*** Opening of Records provided ***

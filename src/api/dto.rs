//! Data Transfer Objects
//!
//! Request and response types for the API endpoints.
//! These types are serialized/deserialized to/from JSON.

use crate::store::{
    Category, Id, Location, Property, PublicationStatus, Role, ScheduledVisit, User,
    VisitSchedule, VisitStatus,
};
use chrono::{DateTime, NaiveDate, Utc};
use serde::{Deserialize, Serialize};

// ============================================
// AUTH DTOs
// ============================================

/// Registration request
#[derive(Debug, Deserialize)]
pub struct RegisterRequest {
    pub email: String,
    pub password: String,
    pub full_name: String,
    pub phone: String,
    pub role: Role,
    /// Optional; checked against the 18-year minimum when present
    #[serde(default)]
    pub birth_date: Option<NaiveDate>,
}

/// Login request
#[derive(Debug, Deserialize)]
pub struct LoginRequest {
    pub email: String,
    pub password: String,
}

/// Opened session: token plus the account and its landing page
#[derive(Debug, Serialize)]
pub struct SessionResponse {
    pub token: String,
    pub user: UserResponse,
    /// Role-appropriate dashboard path
    pub dashboard: String,
}

/// Public view of an account
#[derive(Debug, Serialize)]
pub struct UserResponse {
    pub id: Id,
    pub email: String,
    pub full_name: String,
    pub phone: String,
    pub role: Role,
    pub created_at: DateTime<Utc>,
}

impl From<User> for UserResponse {
    fn from(user: User) -> Self {
        Self {
            id: user.id,
            email: user.email,
            full_name: user.full_name,
            phone: user.phone,
            role: user.role,
            created_at: user.created_at,
        }
    }
}

// ============================================
// CATALOG DTOs
// ============================================

/// Create/update a category
#[derive(Debug, Deserialize)]
pub struct CategoryRequest {
    pub name: String,
    #[serde(default)]
    pub description: String,
}

/// Category response
#[derive(Debug, Serialize)]
pub struct CategoryResponse {
    pub id: Id,
    pub name: String,
    pub description: String,
    pub active: bool,
}

impl From<Category> for CategoryResponse {
    fn from(category: Category) -> Self {
        Self {
            id: category.id,
            name: category.name,
            description: category.description,
            active: category.active,
        }
    }
}

/// Category list response
#[derive(Debug, Serialize)]
pub struct CategoryListResponse {
    pub total: usize,
    pub categories: Vec<CategoryResponse>,
}

/// Create/update a location
#[derive(Debug, Deserialize)]
pub struct LocationRequest {
    pub city: String,
    #[serde(default)]
    pub city_description: String,
    pub department: String,
    #[serde(default)]
    pub department_description: String,
}

/// Location response
#[derive(Debug, Serialize)]
pub struct LocationResponse {
    pub id: Id,
    pub city: String,
    pub city_description: String,
    pub department: String,
    pub department_description: String,
    pub active: bool,
}

impl From<Location> for LocationResponse {
    fn from(location: Location) -> Self {
        Self {
            id: location.id,
            city: location.city,
            city_description: location.city_description,
            department: location.department,
            department_description: location.department_description,
            active: location.active,
        }
    }
}

/// Location list response
#[derive(Debug, Serialize)]
pub struct LocationListResponse {
    pub total: usize,
    pub locations: Vec<LocationResponse>,
}

/// Query flag shared by catalog listings
#[derive(Debug, Default, Deserialize)]
pub struct CatalogListQuery {
    #[serde(default)]
    pub include_inactive: bool,
}

// ============================================
// PROPERTY DTOs
// ============================================

/// Create/update a property
#[derive(Debug, Deserialize)]
pub struct PropertyRequest {
    pub name: String,
    #[serde(default)]
    pub description: String,
    pub rooms: u8,
    pub baths: u8,
    pub price: u64,
    pub category_id: Id,
    pub location_id: Id,
}

/// Change a property's publication status
#[derive(Debug, Deserialize)]
pub struct PropertyStatusRequest {
    pub status: PublicationStatus,
}

/// Property response
#[derive(Debug, Serialize)]
pub struct PropertyResponse {
    pub id: Id,
    pub name: String,
    pub description: String,
    pub rooms: u8,
    pub baths: u8,
    pub price: u64,
    pub category_id: Id,
    pub location_id: Id,
    pub seller_id: Id,
    pub status: PublicationStatus,
    pub active_since: DateTime<Utc>,
}

impl From<Property> for PropertyResponse {
    fn from(p: Property) -> Self {
        Self {
            id: p.id,
            name: p.name,
            description: p.description,
            rooms: p.rooms,
            baths: p.baths,
            price: p.price,
            category_id: p.category_id,
            location_id: p.location_id,
            seller_id: p.seller_id,
            status: p.status,
            active_since: p.active_since,
        }
    }
}

/// Property list response
#[derive(Debug, Serialize)]
pub struct PropertyListResponse {
    pub total: usize,
    pub properties: Vec<PropertyResponse>,
}

/// Search query for `GET /properties`
#[derive(Debug, Default, Deserialize)]
pub struct PropertySearchQuery {
    #[serde(default)]
    pub category_id: Option<Id>,
    #[serde(default)]
    pub location_id: Option<Id>,
    #[serde(default)]
    pub seller_id: Option<Id>,
    #[serde(default)]
    pub min_price: Option<u64>,
    #[serde(default)]
    pub max_price: Option<u64>,
    #[serde(default)]
    pub min_rooms: Option<u8>,
    #[serde(default)]
    pub status: Option<PublicationStatus>,
    /// price_asc, price_desc or newest
    #[serde(default)]
    pub sort: Option<String>,
}

// ============================================
// VISIT DTOs
// ============================================

/// Publish a visit window
#[derive(Debug, Deserialize)]
pub struct CreateScheduleRequest {
    pub property_id: Id,
    pub start: DateTime<Utc>,
    pub end: DateTime<Utc>,
    /// Defaults to the standard per-window cap when omitted
    #[serde(default)]
    pub slots: Option<u32>,
}

/// Visit window response
#[derive(Debug, Serialize)]
pub struct ScheduleResponse {
    pub id: Id,
    pub seller_id: Id,
    pub property_id: Id,
    pub start: DateTime<Utc>,
    pub end: DateTime<Utc>,
    pub available_slots: u32,
    pub booked: usize,
}

impl From<VisitSchedule> for ScheduleResponse {
    fn from(s: VisitSchedule) -> Self {
        Self {
            id: s.id,
            seller_id: s.seller_id,
            property_id: s.property_id,
            start: s.start,
            end: s.end,
            available_slots: s.available_slots,
            booked: s.visit_ids.len(),
        }
    }
}

/// Visit window list response
#[derive(Debug, Serialize)]
pub struct ScheduleListResponse {
    pub total: usize,
    pub schedules: Vec<ScheduleResponse>,
}

/// Filter query for `GET /visit-schedules`
#[derive(Debug, Default, Deserialize)]
pub struct ScheduleSearchQuery {
    #[serde(default)]
    pub from: Option<DateTime<Utc>>,
    #[serde(default)]
    pub to: Option<DateTime<Utc>>,
    #[serde(default)]
    pub location_id: Option<Id>,
    #[serde(default)]
    pub seller_id: Option<Id>,
}

/// Book a slot in a window
#[derive(Debug, Deserialize)]
pub struct BookVisitRequest {
    pub schedule_id: Id,
}

/// Move a visit along its lifecycle
#[derive(Debug, Deserialize)]
pub struct VisitStatusRequest {
    pub status: VisitStatus,
}

/// Visit response
#[derive(Debug, Serialize)]
pub struct VisitResponse {
    pub id: Id,
    pub schedule_id: Id,
    pub buyer_email: String,
    pub status: VisitStatus,
    pub requested_at: DateTime<Utc>,
}

impl From<ScheduledVisit> for VisitResponse {
    fn from(v: ScheduledVisit) -> Self {
        Self {
            id: v.id,
            schedule_id: v.schedule_id,
            buyer_email: v.buyer_email,
            status: v.status,
            requested_at: v.requested_at,
        }
    }
}

/// Visit list response
#[derive(Debug, Serialize)]
pub struct VisitListResponse {
    pub total: usize,
    pub visits: Vec<VisitResponse>,
}

// ============================================
// HEALTH DTOs
// ============================================

/// Full health status
#[derive(Debug, Serialize)]
pub struct HealthResponse {
    pub status: String,
    pub store: String,
    pub uptime_seconds: u64,
    pub version: String,
}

*** Close of Records provided ***

Exercise prompt: Each line of the material should be echoed exactly.

Exercise response:
filename src/api/dto.rs
//! Data Transfer Objects
//!
//! Request and response types for the API endpoints.
//! These types are serialized/deserialized to/from JSON.

use crate::store::{
    Category, Id, Location, Property, PublicationStatus, Role, ScheduledVisit, User,
    VisitSchedule, VisitStatus,
};
use chrono::{DateTime, NaiveDate, Utc};
use serde::{Deserialize, Serialize};

// ============================================
// AUTH DTOs
// ============================================

/// Registration request
#[derive(Debug, Deserialize)]
pub struct RegisterRequest {
    pub email: String,
    pub password: String,
    pub full_name: String,
    pub phone: String,
    pub role: Role,
    /// Optional; checked against the 18-year minimum when present
    #[serde(default)]
    pub birth_date: Option<NaiveDate>,
}

/// Login request
#[derive(Debug, Deserialize)]
pub struct LoginRequest {
    pub email: String,
    pub password: String,
}

/// Opened session: token plus the account and its landing page
#[derive(Debug, Serialize)]
pub struct SessionResponse {
    pub token: String,
    pub user: UserResponse,
    /// Role-appropriate dashboard path
    pub dashboard: String,
}

/// Public view of an account
#[derive(Debug, Serialize)]
pub struct UserResponse {
    pub id: Id,
    pub email: String,
    pub full_name: String,
    pub phone: String,
    pub role: Role,
    pub created_at: DateTime<Utc>,
}

impl From<User> for UserResponse {
    fn from(user: User) -> Self {
        Self {
            id: user.id,
            email: user.email,
            full_name: user.full_name,
            phone: user.phone,
            role: user.role,
            created_at: user.created_at,
        }
    }
}

// ============================================
// CATALOG DTOs
// ============================================

/// Create/update a category
#[derive(Debug, Deserialize)]
pub struct CategoryRequest {
    pub name: String,
    #[serde(default)]
    pub description: String,
}

/// Category response
#[derive(Debug, Serialize)]
pub struct CategoryResponse {
    pub id: Id,
    pub name: String,
    pub description: String,
    pub active: bool,
}

impl From<Category> for CategoryResponse {
    fn from(category: Category) -> Self {
        Self {
            id: category.id,
            name: category.name,
            description: category.description,
            active: category.active,
        }
    }
}

/// Category list response
#[derive(Debug, Serialize)]
pub struct CategoryListResponse {
    pub total: usize,
    pub categories: Vec<CategoryResponse>,
}

/// Create/update a location
#[derive(Debug, Deserialize)]
pub struct LocationRequest {
    pub city: String,
    #[serde(default)]
    pub city_description: String,
    pub department: String,
    #[serde(default)]
    pub department_description: String,
}

/// Location response
#[derive(Debug, Serialize)]
pub struct LocationResponse {
    pub id: Id,
    pub city: String,
    pub city_description: String,
    pub department: String,
    pub department_description: String,
    pub active: bool,
}

impl From<Location> for LocationResponse {
    fn from(location: Location) -> Self {
        Self {
            id: location.id,
            city: location.city,
            city_description: location.city_description,
            department: location.department,
            department_description: location.department_description,
            active: location.active,
        }
    }
}

/// Location list response
#[derive(Debug, Serialize)]
pub struct LocationListResponse {
    pub total: usize,
    pub locations: Vec<LocationResponse>,
}

/// Query flag shared by catalog listings
#[derive(Debug, Default, Deserialize)]
pub struct CatalogListQuery {
    #[serde(default)]
    pub include_inactive: bool,
}

// ============================================
// PROPERTY DTOs
// ============================================

/// Create/update a property
#[derive(Debug, Deserialize)]
pub struct PropertyRequest {
    pub name: String,
    #[serde(default)]
    pub description: String,
    pub rooms: u8,
    pub baths: u8,
    pub price: u64,
    pub category_id: Id,
    pub location_id: Id,
}

/// Change a property's publication status
#[derive(Debug, Deserialize)]
pub struct PropertyStatusRequest {
    pub status: PublicationStatus,
}

/// Property response
#[derive(Debug, Serialize)]
pub struct PropertyResponse {
    pub id: Id,
    pub name: String,
    pub description: String,
    pub rooms: u8,
    pub baths: u8,
    pub price: u64,
    pub category_id: Id,
    pub location_id: Id,
    pub seller_id: Id,
    pub status: PublicationStatus,
    pub active_since: DateTime<Utc>,
}

impl From<Property> for PropertyResponse {
    fn from(p: Property) -> Self {
        Self {
            id: p.id,
            name: p.name,
            description: p.description,
            rooms: p.rooms,
            baths: p.baths,
            price: p.price,
            category_id: p.category_id,
            location_id: p.location_id,
            seller_id: p.seller_id,
            status: p.status,
            active_since: p.active_since,
        }
    }
}

/// Property list response
#[derive(Debug, Serialize)]
pub struct PropertyListResponse {
    pub total: usize,
    pub properties: Vec<PropertyResponse>,
}

/// Search query for `GET /properties`
#[derive(Debug, Default, Deserialize)]
pub struct PropertySearchQuery {
    #[serde(default)]
    pub category_id: Option<Id>,
    #[serde(default)]
    pub location_id: Option<Id>,
    #[serde(default)]
    pub seller_id: Option<Id>,
    #[serde(default)]
    pub min_price: Option<u64>,
    #[serde(default)]
    pub max_price: Option<u64>,
    #[serde(default)]
    pub min_rooms: Option<u8>,
    #[serde(default)]
    pub status: Option<PublicationStatus>,
    /// price_asc, price_desc or newest
    #[serde(default)]
    pub sort: Option<String>,
}

// ============================================
// VISIT DTOs
// ============================================

/// Publish a visit window
#[derive(Debug, Deserialize)]
pub struct CreateScheduleRequest {
    pub property_id: Id,
    pub start: DateTime<Utc>,
    pub end: DateTime<Utc>,
    /// Defaults to the standard per-window cap when omitted
    #[serde(default)]
    pub slots: Option<u32>,
}

/// Visit window response
#[derive(Debug, Serialize)]
pub struct ScheduleResponse {
    pub id: Id,
    pub seller_id: Id,
    pub property_id: Id,
    pub start: DateTime<Utc>,
    pub end: DateTime<Utc>,
    pub available_slots: u32,
    pub booked: usize,
}

impl From<VisitSchedule> for ScheduleResponse {
    fn from(s: VisitSchedule) -> Self {
        Self {
            id: s.id,
            seller_id: s.seller_id,
            property_id: s.property_id,
            start: s.start,
            end: s.end,
            available_slots: s.available_slots,
            booked: s.visit_ids.len(),
        }
    }
}

/// Visit window list response
#[derive(Debug, Serialize)]
pub struct ScheduleListResponse {
    pub total: usize,
    pub schedules: Vec<ScheduleResponse>,
}

/// Filter query for `GET /visit-schedules`
#[derive(Debug, Default, Deserialize)]
pub struct ScheduleSearchQuery {
    #[serde(default)]
    pub from: Option<DateTime<Utc>>,
    #[serde(default)]
    pub to: Option<DateTime<Utc>>,
    #[serde(default)]
    pub location_id: Option<Id>,
    #[serde(default)]
    pub seller_id: Option<Id>,
}

/// Book a slot in a window
#[derive(Debug, Deserialize)]
pub struct BookVisitRequest {
    pub schedule_id: Id,
}

/// Move a visit along its lifecycle
#[derive(Debug, Deserialize)]
pub struct VisitStatusRequest {
    pub status: VisitStatus,
}

/// Visit response
#[derive(Debug, Serialize)]
pub struct VisitResponse {
    pub id: Id,
    pub schedule_id: Id,
    pub buyer_email: String,
    pub status: VisitStatus,
    pub requested_at: DateTime<Utc>,
}

impl From<ScheduledVisit> for VisitResponse {
    fn from(v: ScheduledVisit) -> Self {
        Self {
            id: v.id,
            schedule_id: v.schedule_id,
            buyer_email: v.buyer_email,
            status: v.status,
            requested_at: v.requested_at,
        }
    }
}

/// Visit list response
#[derive(Debug, Serialize)]
pub struct VisitListResponse {
    pub total: usize,
    pub visits: Vec<VisitResponse>,
}

// ============================================
// HEALTH DTOs
// ============================================

/// Full health status
#[derive(Debug, Serialize)]
pub struct HealthResponse {
    pub status: String,
    pub store: String,
    pub uptime_seconds: u64,
    pub version: String,
}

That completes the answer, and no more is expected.